→ Problem description
All of the records must be set down again word for word.

______________________________

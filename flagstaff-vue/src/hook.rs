// Composable factory

use crate::ShallowRef;
use flagstaff_features::{
    FeatureFlags, FlagState, FlagValue, ObservableFlags, Subscription, subscription,
};
use std::sync::{Arc, Weak};
use tracing::{debug, trace};

/// Produces a [`FlagsScope`] per component that uses the flags.
///
/// # Examples
///
/// ```
/// use flagstaff_features::{FeatureFlags, FlagDefinition, FlagValue, Schema};
/// use flagstaff_vue::FeatureFlagsHookFactory;
///
/// let flags = FeatureFlags::from_schema(
///     Schema::new().with_flag("max", FlagDefinition::new([2, 4])),
/// )
/// .unwrap();
/// let use_feature_flags = FeatureFlagsHookFactory::new(flags);
///
/// let scope = use_feature_flags.setup();
/// scope.set_state([("max", 4)]);
/// assert_eq!(scope.state().value()["max"], FlagValue::from(4));
///
/// scope.unmount();
/// ```
pub struct FeatureFlagsHookFactory<F: ObservableFlags + ?Sized = FeatureFlags> {
    flags: Arc<F>,
}

impl FeatureFlagsHookFactory<FeatureFlags> {
    pub fn new(flags: FeatureFlags) -> Self {
        Self::from_shared(Arc::new(flags))
    }
}

impl<F: ObservableFlags + ?Sized> FeatureFlagsHookFactory<F> {
    pub fn from_shared(flags: Arc<F>) -> Self {
        Self { flags }
    }

    pub fn flags(&self) -> &Arc<F> {
        &self.flags
    }

    /// Set up a component: snapshot the store into a ref and keep it fresh
    /// until the returned scope is unmounted.
    pub fn setup(&self) -> FlagsScope<F>
    where
        F: 'static,
    {
        let state = ShallowRef::new(self.flags.snapshot());

        let target = state.clone();
        let store: Weak<F> = Arc::downgrade(&self.flags);
        let listener = subscription(move |flag, _| {
            if let Some(store) = store.upgrade() {
                trace!(flag, "Refreshing flag ref");
                target.replace(store.snapshot());
            }
        });
        self.flags.subscribe(listener.clone());
        debug!("Flag scope mounted");

        FlagsScope {
            flags: self.flags.clone(),
            state,
            listener: Some(listener),
        }
    }
}

impl<F: ObservableFlags + ?Sized> Clone for FeatureFlagsHookFactory<F> {
    fn clone(&self) -> Self {
        Self {
            flags: self.flags.clone(),
        }
    }
}

/// One component's view of the flags.
///
/// The listener is removed when the scope is unmounted or dropped.
pub struct FlagsScope<F: ObservableFlags + ?Sized = FeatureFlags> {
    flags: Arc<F>,
    state: ShallowRef<FlagState>,
    listener: Option<Subscription>,
}

impl<F: ObservableFlags + ?Sized> FlagsScope<F> {
    pub fn state(&self) -> &ShallowRef<FlagState> {
        &self.state
    }

    /// Apply a partial update through the store's validity guard.
    /// Returns the number of committed writes.
    pub fn set_state<I, K, V>(&self, updates: I) -> usize
    where
        I: IntoIterator<Item = (K, V)>,
        K: AsRef<str>,
        V: Into<FlagValue>,
    {
        let mut committed = 0;
        for (flag, value) in updates {
            let flag = flag.as_ref();
            let value: FlagValue = value.into();
            if !self.flags.is_valid(flag, &value) {
                trace!(flag, value = %value, "Dropping update outside the flag's options");
                continue;
            }
            if self.flags.set(flag, value) {
                committed += 1;
            }
        }
        committed
    }

    pub fn is_mounted(&self) -> bool {
        self.listener.is_some()
    }

    /// Stop tracking the store.
    pub fn unmount(mut self) {
        self.release();
    }

    fn release(&mut self) {
        if let Some(listener) = self.listener.take() {
            self.flags.unsubscribe(&listener);
            debug!("Flag scope unmounted");
        }
    }
}

impl<F: ObservableFlags + ?Sized> Drop for FlagsScope<F> {
    fn drop(&mut self) {
        self.release();
    }
}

______________________________

→ Written response
filename flagstaff-vue/src/hook.rs
// Composable factory

use crate::ShallowRef;
use flagstaff_features::{
    FeatureFlags, FlagState, FlagValue, ObservableFlags, Subscription, subscription,
};
use std::sync::{Arc, Weak};
use tracing::{debug, trace};

/// Produces a [`FlagsScope`] per component that uses the flags.
///
/// # Examples
///
/// ```
/// use flagstaff_features::{FeatureFlags, FlagDefinition, FlagValue, Schema};
/// use flagstaff_vue::FeatureFlagsHookFactory;
///
/// let flags = FeatureFlags::from_schema(
///     Schema::new().with_flag("max", FlagDefinition::new([2, 4])),
/// )
/// .unwrap();
/// let use_feature_flags = FeatureFlagsHookFactory::new(flags);
///
/// let scope = use_feature_flags.setup();
/// scope.set_state([("max", 4)]);
/// assert_eq!(scope.state().value()["max"], FlagValue::from(4));
///
/// scope.unmount();
/// ```
pub struct FeatureFlagsHookFactory<F: ObservableFlags + ?Sized = FeatureFlags> {
    flags: Arc<F>,
}

impl FeatureFlagsHookFactory<FeatureFlags> {
    pub fn new(flags: FeatureFlags) -> Self {
        Self::from_shared(Arc::new(flags))
    }
}

impl<F: ObservableFlags + ?Sized> FeatureFlagsHookFactory<F> {
    pub fn from_shared(flags: Arc<F>) -> Self {
        Self { flags }
    }

    pub fn flags(&self) -> &Arc<F> {
        &self.flags
    }

    /// Set up a component: snapshot the store into a ref and keep it fresh
    /// until the returned scope is unmounted.
    pub fn setup(&self) -> FlagsScope<F>
    where
        F: 'static,
    {
        let state = ShallowRef::new(self.flags.snapshot());

        let target = state.clone();
        let store: Weak<F> = Arc::downgrade(&self.flags);
        let listener = subscription(move |flag, _| {
            if let Some(store) = store.upgrade() {
                trace!(flag, "Refreshing flag ref");
                target.replace(store.snapshot());
            }
        });
        self.flags.subscribe(listener.clone());
        debug!("Flag scope mounted");

        FlagsScope {
            flags: self.flags.clone(),
            state,
            listener: Some(listener),
        }
    }
}

impl<F: ObservableFlags + ?Sized> Clone for FeatureFlagsHookFactory<F> {
    fn clone(&self) -> Self {
        Self {
            flags: self.flags.clone(),
        }
    }
}

/// One component's view of the flags.
///
/// The listener is removed when the scope is unmounted or dropped.
pub struct FlagsScope<F: ObservableFlags + ?Sized = FeatureFlags> {
    flags: Arc<F>,
    state: ShallowRef<FlagState>,
    listener: Option<Subscription>,
}

impl<F: ObservableFlags + ?Sized> FlagsScope<F> {
    pub fn state(&self) -> &ShallowRef<FlagState> {
        &self.state
    }

    /// Apply a partial update through the store's validity guard.
    /// Returns the number of committed writes.
    pub fn set_state<I, K, V>(&self, updates: I) -> usize
    where
        I: IntoIterator<Item = (K, V)>,
        K: AsRef<str>,
        V: Into<FlagValue>,
    {
        let mut committed = 0;
        for (flag, value) in updates {
            let flag = flag.as_ref();
            let value: FlagValue = value.into();
            if !self.flags.is_valid(flag, &value) {
                trace!(flag, value = %value, "Dropping update outside the flag's options");
                continue;
            }
            if self.flags.set(flag, value) {
                committed += 1;
            }
        }
        committed
    }

    pub fn is_mounted(&self) -> bool {
        self.listener.is_some()
    }

    /// Stop tracking the store.
    pub fn unmount(mut self) {
        self.release();
    }

    fn release(&mut self) {
        if let Some(listener) = self.listener.take() {
            self.flags.unsubscribe(&listener);
            debug!("Flag scope unmounted");
        }
    }
}

impl<F: ObservableFlags + ?Sized> Drop for FlagsScope<F> {
    fn drop(&mut self) {
        self.release();
    }
}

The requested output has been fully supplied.